**WORK ORDER**
Exactly the lines from the one containing "filename src/lib.rs" through the final line of the data are to be written out again, with nothing added.

**SUPPLIED MATERIAL**
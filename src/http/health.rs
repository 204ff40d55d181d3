use axum::{extract::State, Json};
use serde::Serialize;

use crate::http::server::AppState;

#[derive(Debug, Serialize)]
pub struct HealthStatus {
    pub version: &'static str,
    pub status: &'static str,
}

/// Liveness plus whether the upstream token is present. Never reveals it.
pub async fn health_handler(State(state): State<AppState>) -> Json<HealthStatus> {
    Json(HealthStatus {
        version: env!("CARGO_PKG_VERSION"),
        status: if state.proxy.is_configured() {
            "operational"
        } else {
            "misconfigured"
        },
    })
}
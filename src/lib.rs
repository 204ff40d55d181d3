//! Launch data proxy library.
//!
//! Forwards browser requests for upcoming and previous launches to the
//! upstream launch API, holding the API token server-side.

pub mod config;
pub mod http;
pub mod launches;
pub mod lifecycle;
pub mod observability;

pub use config::schema::ProxyConfig;
pub use http::HttpServer;
pub use lifecycle::Shutdown;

**RESPONSE BELOW**
filename src/lib.rs
repository 204ff40d55d181d3
//! Launch data proxy library.
//!
//! Forwards browser requests for upcoming and previous launches to the
//! upstream launch API, holding the API token server-side.

pub mod config;
pub mod http;
pub mod launches;
pub mod lifecycle;
pub mod observability;

pub use config::schema::ProxyConfig;
pub use http::HttpServer;
pub use lifecycle::Shutdown;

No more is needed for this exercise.